On l’espère, bien sûr! C’est important pour le renouvellement du parti socialiste. Et pour connaître le casting définitif de la présidentielle. On n’a jamais vécu une année comme ça. Il y a une véritable dramaturgie, on ne sait pas qui va s’affronter. Je pense que les Français ont envie de savoir.

Combien d’élections présidentielles avez-vous couvert depuis le début de votre carrière?

[Elle réfléchit] 1988… Ma cinquième? Non, non, c’est ma sixième.

Qu’est-ce qui a changé depuis, en tant que journaliste politique?

L’info continue. Quand j’étais chez TF1, je partais le matin, je rentrais le soir… Là, on est 24 heures sur 24 sur l’actu, les candidats, eux, sont sous un examen permanent. Ils sont sans cesse suivis par des caméras, s’expriment sur internet. A chaque déclaration, c’est commenté, cela fait scandale… L’approche du temps a complètement changé.

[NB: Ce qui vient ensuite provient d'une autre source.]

//! Elementary number theory.

use algokit_core::{Error, Result};

/// Greatest common divisor by Euclid's algorithm. `gcd(0, 0)` is 0.
pub fn gcd(mut a: u64, mut b: u64) -> u64 {
    while b != 0 {
        (a, b) = (b, a % b);
    }
    a
}

/// Least common multiple.
///
/// Returns 0 when either argument is 0, and `Overflow` when the result
/// does not fit in a `u64`.
///
/// ```
/// use algokit_math::lcm;
///
/// assert_eq!(lcm(4, 6).unwrap(), 12);
/// assert!(lcm(u64::MAX, u64::MAX - 1).is_err());
/// ```
pub fn lcm(a: u64, b: u64) -> Result<u64> {
    if a == 0 || b == 0 {
        return Ok(0);
    }
    (a / gcd(a, b))
        .checked_mul(b)
        .ok_or_else(|| Error::overflow("lcm"))
}

/// Extended Euclidean algorithm.
///
/// Returns `(g, x, y)` with `g = gcd(a, b) >= 0` and `a*x + b*y = g`.
/// The work is done in `i128`. Returns `Overflow` when a result does not
/// fit back into `i64`, as for `extended_gcd(i64::MIN, 0)` whose gcd is
/// `2^63`.
///
/// ```
/// use algokit_math::extended_gcd;
///
/// let (g, x, y) = extended_gcd(240, 46).unwrap();
/// assert_eq!(g, 2);
/// assert_eq!(240 * x + 46 * y, 2);
/// ```
pub fn extended_gcd(a: i64, b: i64) -> Result<(i64, i64, i64)> {
    let (mut old_r, mut r) = (i128::from(a), i128::from(b));
    let (mut old_x, mut x) = (1i128, 0i128);
    let (mut old_y, mut y) = (0i128, 1i128);

    while r != 0 {
        let q = old_r / r;
        (old_r, r) = (r, old_r - q * r);
        (old_x, x) = (x, old_x - q * x);
        (old_y, y) = (y, old_y - q * y);
    }

    if old_r < 0 {
        (old_r, old_x, old_y) = (-old_r, -old_x, -old_y);
    }
    let narrow = |v: i128| i64::try_from(v).map_err(|_| Error::overflow("extended gcd"));
    Ok((narrow(old_r)?, narrow(old_x)?, narrow(old_y)?))
}

/// `base^exp mod modulus` by binary exponentiation.
///
/// Intermediate products are taken in `u128`, so any `u64` modulus works.
/// Returns `InvalidInput` for a zero modulus.
///
/// ```
/// use algokit_math::mod_pow;
///
/// assert_eq!(mod_pow(4, 13, 497).unwrap(), 445);
/// assert_eq!(mod_pow(7, 0, 13).unwrap(), 1);
/// ```
pub fn mod_pow(base: u64, exp: u64, modulus: u64) -> Result<u64> {
    if modulus == 0 {
        return Err(Error::invalid_input("modulus must be positive"));
    }
    let m = u128::from(modulus);
    let mut result: u128 = 1 % m;
    let mut base = u128::from(base) % m;
    let mut exp = exp;

    while exp > 0 {
        if exp % 2 == 1 {
            result = result * base % m;
        }
        base = base * base % m;
        exp /= 2;
    }

    // result < m <= u64::MAX
    Ok(u64::try_from(result).unwrap_or(u64::MAX))
}
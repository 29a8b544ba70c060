//! Shared graph types: edge weights and serializable edge records.

use algokit_core::{Error, Result};
use serde::{Deserialize, Serialize};
use std::fmt::Debug;

// ============================================================================
// EdgeWeight trait
// ============================================================================

/// Weights usable by the weighted algorithms (Prim, Kruskal, Dijkstra).
///
/// `Default` must be the additive zero. Implemented for every primitive
/// integer type and for `std::time::Duration`.
pub trait EdgeWeight: Copy + Ord + Default + Debug {
    /// `self + other`, or `None` on overflow.
    fn checked_add(self, other: Self) -> Option<Self>;
}

macro_rules! impl_edge_weight {
    ($($t:ty),* $(,)?) => {
        $(
            impl EdgeWeight for $t {
                fn checked_add(self, other: Self) -> Option<Self> {
                    <$t>::checked_add(self, other)
                }
            }
        )*
    };
}

impl_edge_weight!(
    u8, u16, u32, u64, u128, usize, i8, i16, i32, i64, i128, isize,
    std::time::Duration,
);

/// Sums `weights`, returning `Overflow` if the total does not fit.
pub fn checked_sum<W: EdgeWeight>(weights: impl IntoIterator<Item = W>) -> Result<W> {
    weights
        .into_iter()
        .try_fold(W::default(), |acc, w| acc.checked_add(w))
        .ok_or_else(|| Error::overflow("edge weight sum"))
}

// ============================================================================
// Edge records
// ============================================================================

/// A single weighted edge, as stored in graph files.
#[derive(Clone, Debug, PartialEq, Eq, Serialize, Deserialize)]
pub struct WeightedEdge<V, W> {
    /// One endpoint.
    pub from: V,
    /// The other endpoint.
    pub to: V,
    /// Edge weight.
    pub weight: W,
}

impl<V, W> WeightedEdge<V, W> {
    /// Creates a new edge record.
    pub fn new(from: V, to: V, weight: W) -> Self {
        Self { from, to, weight }
    }
}

/// A serializable description of a whole graph.
///
/// `vertices` lists vertices that may have no edges; every endpoint in
/// `edges` is a vertex whether or not it is listed.
///
/// # Example
///
/// ```rust
/// use algokit_graph::{EdgeList, UndirectedGraph};
///
/// let json = r#"{
///     "edges": [
///         { "from": "A", "to": "B", "weight": 7 },
///         { "from": "B", "to": "C", "weight": 2 }
///     ]
/// }"#;
/// let list: EdgeList<String, u64> = serde_json::from_str(json).unwrap();
/// let graph = UndirectedGraph::from_records(list);
/// assert_eq!(graph.vertex_count(), 3);
/// assert_eq!(graph.edge_count(), 2);
/// ```
#[derive(Clone, Debug, PartialEq, Eq, Serialize, Deserialize)]
pub struct EdgeList<V, W> {
    /// Vertices to include even when isolated.
    #[serde(default)]
    pub vertices: Vec<V>,
    /// The edges.
    #[serde(default)]
    pub edges: Vec<WeightedEdge<V, W>>,
}

impl<V, W> Default for EdgeList<V, W> {
    fn default() -> Self {
        Self {
            vertices: Vec::new(),
            edges: Vec::new(),
        }
    }
}

// ============================================================================
// Tests
// ============================================================================
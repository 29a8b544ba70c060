//! Convex hulls by Andrew's monotone chain.

use crate::point::{Point, cross};

/// The convex hull of `points`, counter-clockwise.
///
/// Starts at the leftmost point (the lowest one on ties). Points on the
/// hull's edges and repeated points are dropped, so only corners remain.
/// Fewer than three distinct points give those points; collinear input
/// gives its two endpoints. Non-finite points are ignored.
///
/// ```
/// use algokit_geometry::{Point, convex_hull};
///
/// let square = [
///     Point::new(1.0, 1.0),
///     Point::new(0.0, 0.0),
///     Point::new(2.0, 0.0),
///     Point::new(2.0, 2.0),
///     Point::new(0.0, 2.0),
///     Point::new(1.0, 0.0),
/// ];
/// assert_eq!(
///     convex_hull(&square),
///     vec![
///         Point::new(0.0, 0.0),
///         Point::new(2.0, 0.0),
///         Point::new(2.0, 2.0),
///         Point::new(0.0, 2.0),
///     ]
/// );
/// ```
pub fn convex_hull(points: &[Point]) -> Vec<Point> {
    let mut sorted: Vec<Point> = points.iter().filter(|p| p.is_finite()).copied().collect();
    sorted.sort_by(Point::cmp_xy);
    sorted.dedup();

    if sorted.len() < 3 {
        return sorted;
    }

    let mut lower = chain(sorted.iter());
    let mut upper = chain(sorted.iter().rev());

    // Each chain ends where the other begins.
    lower.pop();
    upper.pop();
    lower.append(&mut upper);
    lower
}

/// One half of the hull: keeps only left turns while sweeping `points`.
fn chain<'a>(points: impl Iterator<Item = &'a Point>) -> Vec<Point> {
    let mut hull: Vec<Point> = Vec::new();
    for p in points {
        while hull.len() >= 2 {
            let (a, b) = (hull[hull.len() - 2], hull[hull.len() - 1]);
            if cross(&a, &b, p) > 0.0 {
                break;
            }
            hull.pop();
        }
        hull.push(*p);
    }
    hull
}

#[cfg(test)]
mod tests {
    use super::*;

    fn pts(coords: &[(f64, f64)]) -> Vec<Point> {
        coords.iter().copied().map(Point::from).collect()
    }

    #[test]
    fn test_hull_of_triangle_with_interior_points() {
        let points = pts(&[(0.0, 0.0), (4.0, 0.0), (2.0, 4.0), (2.0, 1.0), (1.0, 1.0), (3.0, 1.0)]);
        assert_eq!(
            convex_hull(&points),
            pts(&[(0.0, 0.0), (4.0, 0.0), (2.0, 4.0)])
        );
    }

    #[test]
    fn test_hull_is_counter_clockwise() {
        let points = pts(&[(0.0, 3.0), (1.0, 1.0), (2.0, 2.0), (4.0, 4.0), (0.0, 0.0), (1.0, 2.0), (3.0, 1.0), (3.0, 3.0)]);
        let hull = convex_hull(&points);
        assert_eq!(hull, pts(&[(0.0, 0.0), (3.0, 1.0), (4.0, 4.0), (0.0, 3.0)]));
        for i in 0..hull.len() {
            let (a, b, c) = (hull[i], hull[(i + 1) % hull.len()], hull[(i + 2) % hull.len()]);
            assert!(cross(&a, &b, &c) > 0.0);
        }
    }

    #[test]
    fn test_hull_collinear_points() {
        let points = pts(&[(2.0, 2.0), (0.0, 0.0), (1.0, 1.0), (3.0, 3.0)]);
        assert_eq!(convex_hull(&points), pts(&[(0.0, 0.0), (3.0, 3.0)]));
    }

    #[test]
    fn test_hull_small_inputs() {
        assert!(convex_hull(&[]).is_empty());
        assert_eq!(convex_hull(&pts(&[(1.0, 1.0)])), pts(&[(1.0, 1.0)]));
        assert_eq!(
            convex_hull(&pts(&[(1.0, 1.0), (1.0, 1.0), (0.0, 5.0)])),
            pts(&[(0.0, 5.0), (1.0, 1.0)])
        );
    }

    #[test]
    fn test_hull_ignores_non_finite_points() {
        let points = pts(&[(0.0, 0.0), (1.0, 0.0), (0.0, 1.0), (f64::NAN, 9.0)]);
        assert_eq!(convex_hull(&points).len(), 3);
    }
}
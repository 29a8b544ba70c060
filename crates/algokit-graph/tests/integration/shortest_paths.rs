//! Shortest paths combined with traversal.

use algokit_graph::{UndirectedGraph, connected_components, shortest_path};

fn road_map() -> UndirectedGraph<&'static str, u64> {
    UndirectedGraph::from_weighted([
        ("Oslo", "Bergen", 463),
        ("Oslo", "Trondheim", 494),
        ("Bergen", "Trondheim", 633),
        ("Trondheim", "Bodo", 711),
        ("Oslo", "Kristiansand", 320),
        ("Kristiansand", "Stavanger", 235),
        ("Stavanger", "Bergen", 210),
        ("Reykjavik", "Akureyri", 388),
    ])
}

#[test]
fn test_route_through_intermediate_cities() {
    let result = shortest_path(&road_map(), &"Kristiansand", &"Bodo").unwrap();
    assert!(result.found);
    assert_eq!(result.path, vec!["Kristiansand", "Oslo", "Trondheim", "Bodo"]);
    assert_eq!(result.total_weight, 320 + 494 + 711);
}

#[test]
fn test_no_route_across_components() {
    let g = road_map();
    let result = g.shortest_path(&"Oslo", &"Akureyri").unwrap();
    assert!(!result.found);

    let components = connected_components(&g);
    assert_eq!(components.len(), 2);
    assert_eq!(components[1], vec!["Reykjavik", "Akureyri"]);
}

#[test]
fn test_every_reachable_distance_matches_point_query() {
    let g = road_map();
    let paths = g.dijkstra(&"Stavanger").unwrap();
    for vertex in paths.reachable() {
        let single = g.shortest_path(&"Stavanger", vertex).unwrap();
        assert_eq!(Some(single.total_weight), paths.distance(vertex));
    }
    assert_eq!(paths.reachable().count(), 6);
}
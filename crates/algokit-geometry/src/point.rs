//! Points in the plane.

use serde::{Deserialize, Serialize};
use std::cmp::Ordering;
use std::fmt;

/// A point in the plane.
#[derive(Clone, Copy, Debug, PartialEq, Serialize, Deserialize)]
pub struct Point {
    /// Horizontal coordinate.
    pub x: f64,
    /// Vertical coordinate.
    pub y: f64,
}

impl Point {
    /// Creates a point.
    pub const fn new(x: f64, y: f64) -> Self {
        Self { x, y }
    }

    /// Euclidean distance to `other`.
    pub fn distance(&self, other: &Point) -> f64 {
        (self.x - other.x).hypot(self.y - other.y)
    }

    /// Whether both coordinates are finite (not NaN or infinite).
    pub fn is_finite(&self) -> bool {
        self.x.is_finite() && self.y.is_finite()
    }

    /// Total order by `x`, then `y`.
    pub(crate) fn cmp_xy(&self, other: &Point) -> Ordering {
        self.x.total_cmp(&other.x).then(self.y.total_cmp(&other.y))
    }

    /// Total order by `y`, then `x`.
    pub(crate) fn cmp_yx(&self, other: &Point) -> Ordering {
        self.y.total_cmp(&other.y).then(self.x.total_cmp(&other.x))
    }
}

impl From<(f64, f64)> for Point {
    fn from((x, y): (f64, f64)) -> Self {
        Self::new(x, y)
    }
}

impl fmt::Display for Point {
    fn fmt(&self, f: &mut fmt::Formatter<'_>) -> fmt::Result {
        write!(f, "({}, {})", self.x, self.y)
    }
}

/// Twice the signed area of the triangle `o, a, b`: positive for a
/// counter-clockwise turn, negative for clockwise, zero when collinear.
pub(crate) fn cross(o: &Point, a: &Point, b: &Point) -> f64 {
    (a.x - o.x) * (b.y - o.y) - (a.y - o.y) * (b.x - o.x)
}
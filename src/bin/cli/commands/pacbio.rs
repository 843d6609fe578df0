//! PacBio command handlers for the seqnotify CLI

use tracing::{error, info};

use seqnotify::mail::Mailer;
use seqnotify::mlwh;
use seqnotify::pacbio::{self, LangQcClient};
use seqnotify::{BatchCounts, NotifyConfig, NotifyResult, PorchClient};

use crate::PacbioCommands;

pub async fn handle_pacbio_command(
    cmd: PacbioCommands,
    config: &NotifyConfig,
) -> NotifyResult<bool> {
    let porch = PorchClient::new(config.porch_client_config(), config.pacbio_pipeline())?;
    let langqc = LangQcClient::new(&config.langqc, config.ssl.ca_cert_file.as_deref())?;

    match cmd {
        PacbioCommands::Register => {
            let counts = pacbio::register_qc_tasks(&porch, &langqc).await?;
            Ok(report_batch("register", &counts))
        }
        PacbioCommands::Process => {
            // Resolve every dependency before claiming, so a misconfigured
            // consumer never strands a claimed task.
            let mlwh_pool = mlwh::connect_pool(&config.mlwh);
            let mailer = Mailer::new(&config.mail);

            let outcome = pacbio::process_next_task(
                &porch,
                &langqc,
                &mlwh_pool,
                &mailer,
                &config.irods.user_manual_url,
            )
            .await?;

            match outcome {
                Some(status) => println!("✓ Task processed, final status {}", status),
                None => println!("✓ No pending tasks to process"),
            }
            Ok(true)
        }
    }
}

fn report_batch(action: &str, counts: &BatchCounts) -> bool {
    if counts.errors > 0 {
        error!(
            processed = counts.processed,
            succeeded = counts.succeeded,
            errors = counts.errors,
            "Failed to {} some tasks",
            action
        );
        return false;
    }
    info!(
        processed = counts.processed,
        succeeded = counts.succeeded,
        "Completed {}",
        action
    );
    true
}
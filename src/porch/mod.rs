//! # Porch Task Queue
//!
//! Client for the porch durable task queue, which decouples the producers
//! that discover notification events from the consumers that send the
//! notifications.

pub mod client;
pub mod types;

pub use client::{PorchClient, PorchClientConfig};
pub use types::{BatchCounts, PipelineSpec, TaskEnvelope, TaskStatus, TaskView};
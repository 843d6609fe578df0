//! # PacBio QC Notifications
//!
//! Emails customers when the manual QC review of a PacBio well completes.
//! QC states come from the LangQC service, task coordination goes through
//! porch, and study contacts come from the ml warehouse.

pub mod email;
pub mod langqc;
pub mod tasks;

pub use email::generate_qc_email;
pub use langqc::{LangQcClient, Library, QcState, WellLibraries};
pub use tasks::{process_next_task, register_qc_tasks};
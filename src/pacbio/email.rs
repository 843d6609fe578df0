//! # PacBio QC Notification Text
//!
//! Renders the customer-facing email for a completed well QC review.
//! One email covers one study; a well with libraries from several studies
//! produces several emails.

use std::collections::BTreeSet;

use crate::error::{NotifyError, NotifyResult};
use crate::pacbio::langqc::{Library, QcState, WellLibraries};

/// At most this many sample names are listed before eliding the rest
const MAX_LISTED_SAMPLES: usize = 5;

/// Generate the subject and body of a QC completion email
///
/// `libraries` is the subset of the well's libraries belonging to one
/// study; all of them must share a study ID.
pub fn generate_qc_email(
    domain: &str,
    run_ui_url: &str,
    irods_docs_url: &str,
    qc_state: &QcState,
    well: &WellLibraries,
    libraries: &[Library],
) -> NotifyResult<(String, String)> {
    let study_ids: BTreeSet<&str> = libraries.iter().map(|lib| lib.study_id.as_str()).collect();
    if study_ids.len() != 1 {
        return Err(NotifyError::invalid_input(
            "Libraries from different studies in 'libraries' attribute",
        ));
    }

    let study_id = &libraries[0].study_id;
    let study_name = &libraries[0].study_name;

    let plate_number = match well.plate_number {
        Some(plate_number) => plate_number.to_string(),
        None => "n/a".to_string(),
    };
    let outcome = match qc_state.outcome {
        Some(true) => "Pass",
        Some(false) => "Fail",
        None => "Undefined",
    };

    let subject = format!("Study {}: PacBio data is available", study_id);

    let mut lines = vec![
        format!("Study name: {}", study_name),
        format!("Run: {}", well.run_name),
        format!("Well label: {}", well.label),
        format!("Plate number: {}", plate_number),
        format!("QC outcome: {} ({})", qc_state.qc_state, outcome),
        String::new(),
        "Samples:".to_string(),
    ];

    let num_samples = libraries.len();
    for library in libraries.iter().take(MAX_LISTED_SAMPLES) {
        lines.push(format!("\t{},", library.sample_name));
    }
    if num_samples > MAX_LISTED_SAMPLES {
        lines.push("\t.....".to_string());
    }
    lines.push(format!(
        "\t{} sample{} in total",
        num_samples,
        if num_samples > 1 { "s" } else { "" }
    ));

    lines.extend([
        String::new(),
        format!(
            "The QC review is complete and your data should now be available from iRODS (see {}).",
            irods_docs_url
        ),
        format!(
            "QC information for this run: {}/{}.",
            run_ui_url, well.run_name
        ),
        String::new(),
        format!(
            "If you have any questions or need further assistance, please feel free to reach out \
             to a Scientific Service Representative at dnap-ssr@{}.",
            domain
        ),
        String::new(),
        "NPG on behalf of DNA Pipelines".to_string(),
        String::new(),
    ]);

    Ok((subject, lines.join("\n")))
}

La réactivité doit être immédiate et la contrainte de l’exemplarité pour les candidats, qui est juste et justifiée, peut aussi être très dure. Parfois, on est plus sur des postures que sur des programmes.

Est-ce que ce changement de rapport au temps a rendu votre métier plus difficile?

C’est beaucoup plus contraignant, mais aussi globalement plus passionnant. On est tout le temps sur le qui-vive.

Les réseaux sociaux ont-ils changé votre façon de travailler?

Je pense aux réseaux sociaux, oui, ça rentre dans mon fonctionnement. Il y a peu de temps, j’ai fait une interview de candidat avec un fond rose et je me demandais si ça allait être raillé sur Twitter… Mais je ne fonctionne pas non plus que comme ça, sinon je ne ferais pas mon métier. Je ne poserais pas telle ou telle question. Quand je fais une interviews, je ne pense pas aux réseaux sociaux et je ne la construis pas non plus en fonction du buzz qu’elle pourrait faire. Mais je sais, évidemment, que ça existe.

En quoi votre trio de journalistes sera-t-il différent des autres?

Je crois qu’avec Laurence Ferrari, lors du débat de la droite, on avait une forte complicité. On se comprend en un quart de tour. On s’était bien préparées et il n’y avait pas d’ego dans la distribution de parole. L’objectif n’est pas d’être vu mais que eux, les candidats, soient bons. On veut faire un débat vivant et s’effacer devant les candidats.